BEGIN Records to process

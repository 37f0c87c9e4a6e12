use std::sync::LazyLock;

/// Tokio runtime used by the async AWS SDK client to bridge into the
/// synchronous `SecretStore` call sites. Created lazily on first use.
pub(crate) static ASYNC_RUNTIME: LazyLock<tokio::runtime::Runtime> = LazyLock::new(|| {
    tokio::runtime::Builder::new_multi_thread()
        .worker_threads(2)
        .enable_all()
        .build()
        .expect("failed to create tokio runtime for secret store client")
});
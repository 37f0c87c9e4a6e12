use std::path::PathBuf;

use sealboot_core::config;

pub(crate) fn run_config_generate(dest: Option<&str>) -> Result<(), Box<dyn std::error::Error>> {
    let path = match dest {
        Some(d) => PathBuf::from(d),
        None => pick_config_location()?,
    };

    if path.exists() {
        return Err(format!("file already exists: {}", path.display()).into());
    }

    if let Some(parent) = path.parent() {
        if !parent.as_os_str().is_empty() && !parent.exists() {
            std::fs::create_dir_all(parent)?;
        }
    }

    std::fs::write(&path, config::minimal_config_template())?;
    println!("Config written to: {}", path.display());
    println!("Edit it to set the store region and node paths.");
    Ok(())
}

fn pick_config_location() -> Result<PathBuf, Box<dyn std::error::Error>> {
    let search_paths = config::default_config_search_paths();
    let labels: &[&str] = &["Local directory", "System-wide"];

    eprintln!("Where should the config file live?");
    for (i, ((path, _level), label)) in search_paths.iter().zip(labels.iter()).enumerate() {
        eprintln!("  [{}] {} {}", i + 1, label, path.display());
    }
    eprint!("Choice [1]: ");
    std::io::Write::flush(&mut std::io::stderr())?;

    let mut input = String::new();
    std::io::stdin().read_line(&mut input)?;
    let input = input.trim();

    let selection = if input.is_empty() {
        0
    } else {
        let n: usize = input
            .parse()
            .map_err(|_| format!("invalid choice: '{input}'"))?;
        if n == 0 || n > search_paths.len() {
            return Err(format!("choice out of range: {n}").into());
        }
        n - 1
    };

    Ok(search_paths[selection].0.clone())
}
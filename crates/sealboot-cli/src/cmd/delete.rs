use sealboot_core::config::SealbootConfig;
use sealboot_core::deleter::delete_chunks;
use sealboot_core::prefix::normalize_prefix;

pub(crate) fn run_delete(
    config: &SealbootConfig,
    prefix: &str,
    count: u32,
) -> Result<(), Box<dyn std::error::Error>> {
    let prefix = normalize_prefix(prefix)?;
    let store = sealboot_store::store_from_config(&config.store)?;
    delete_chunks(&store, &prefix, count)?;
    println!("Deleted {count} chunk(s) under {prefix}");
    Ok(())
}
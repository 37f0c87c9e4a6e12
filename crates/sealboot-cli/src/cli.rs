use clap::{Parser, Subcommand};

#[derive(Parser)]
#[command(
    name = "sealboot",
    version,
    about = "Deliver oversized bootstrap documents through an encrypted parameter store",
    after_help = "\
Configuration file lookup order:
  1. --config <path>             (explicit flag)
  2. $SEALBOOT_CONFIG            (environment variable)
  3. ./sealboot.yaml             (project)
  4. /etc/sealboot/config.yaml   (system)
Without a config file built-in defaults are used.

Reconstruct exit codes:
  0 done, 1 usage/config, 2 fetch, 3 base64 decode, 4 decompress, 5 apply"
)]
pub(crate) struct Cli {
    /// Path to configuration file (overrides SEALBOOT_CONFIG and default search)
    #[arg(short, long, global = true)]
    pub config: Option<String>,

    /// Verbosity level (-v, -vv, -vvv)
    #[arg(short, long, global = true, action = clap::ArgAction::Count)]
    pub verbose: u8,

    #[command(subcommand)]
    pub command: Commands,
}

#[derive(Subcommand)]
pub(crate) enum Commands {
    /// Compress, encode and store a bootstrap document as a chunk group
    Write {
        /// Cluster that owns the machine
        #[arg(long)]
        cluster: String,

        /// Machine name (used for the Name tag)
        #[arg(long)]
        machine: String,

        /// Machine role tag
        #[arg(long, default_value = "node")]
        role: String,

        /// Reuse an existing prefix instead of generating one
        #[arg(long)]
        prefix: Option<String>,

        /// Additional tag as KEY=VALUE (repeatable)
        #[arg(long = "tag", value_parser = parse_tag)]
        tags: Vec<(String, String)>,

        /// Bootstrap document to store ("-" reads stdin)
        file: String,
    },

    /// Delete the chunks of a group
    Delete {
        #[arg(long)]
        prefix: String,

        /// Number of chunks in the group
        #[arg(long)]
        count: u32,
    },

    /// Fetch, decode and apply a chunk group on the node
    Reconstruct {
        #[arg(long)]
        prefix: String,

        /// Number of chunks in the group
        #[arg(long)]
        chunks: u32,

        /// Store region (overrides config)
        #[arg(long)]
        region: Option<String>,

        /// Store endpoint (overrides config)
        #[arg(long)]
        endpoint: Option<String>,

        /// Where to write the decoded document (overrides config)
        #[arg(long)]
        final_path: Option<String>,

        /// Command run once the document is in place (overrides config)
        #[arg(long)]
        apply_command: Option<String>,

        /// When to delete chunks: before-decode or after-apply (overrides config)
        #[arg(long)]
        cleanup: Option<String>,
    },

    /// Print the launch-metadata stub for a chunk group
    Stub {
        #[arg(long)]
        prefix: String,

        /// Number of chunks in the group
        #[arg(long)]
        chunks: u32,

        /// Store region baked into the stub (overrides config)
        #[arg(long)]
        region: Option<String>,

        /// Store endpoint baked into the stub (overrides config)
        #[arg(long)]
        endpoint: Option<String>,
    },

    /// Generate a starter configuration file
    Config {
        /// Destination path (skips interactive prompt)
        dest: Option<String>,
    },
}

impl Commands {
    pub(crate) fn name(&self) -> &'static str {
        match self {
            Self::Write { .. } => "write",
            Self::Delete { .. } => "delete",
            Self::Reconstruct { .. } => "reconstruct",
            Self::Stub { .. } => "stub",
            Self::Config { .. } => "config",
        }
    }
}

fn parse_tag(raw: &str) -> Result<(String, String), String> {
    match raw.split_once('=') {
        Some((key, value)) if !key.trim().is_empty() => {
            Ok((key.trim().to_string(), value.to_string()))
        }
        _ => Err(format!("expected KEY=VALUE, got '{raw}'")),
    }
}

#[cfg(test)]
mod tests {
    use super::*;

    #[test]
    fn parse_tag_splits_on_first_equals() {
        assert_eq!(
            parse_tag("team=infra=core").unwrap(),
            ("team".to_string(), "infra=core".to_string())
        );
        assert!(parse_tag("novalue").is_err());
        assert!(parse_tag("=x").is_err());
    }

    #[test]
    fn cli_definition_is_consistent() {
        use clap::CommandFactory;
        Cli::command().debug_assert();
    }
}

END Records to process

- [Exercise directions] Copy out each line of the data in which the word "Commands" appears.

- [Reply]
    pub command: Commands,
pub(crate) enum Commands {
impl Commands {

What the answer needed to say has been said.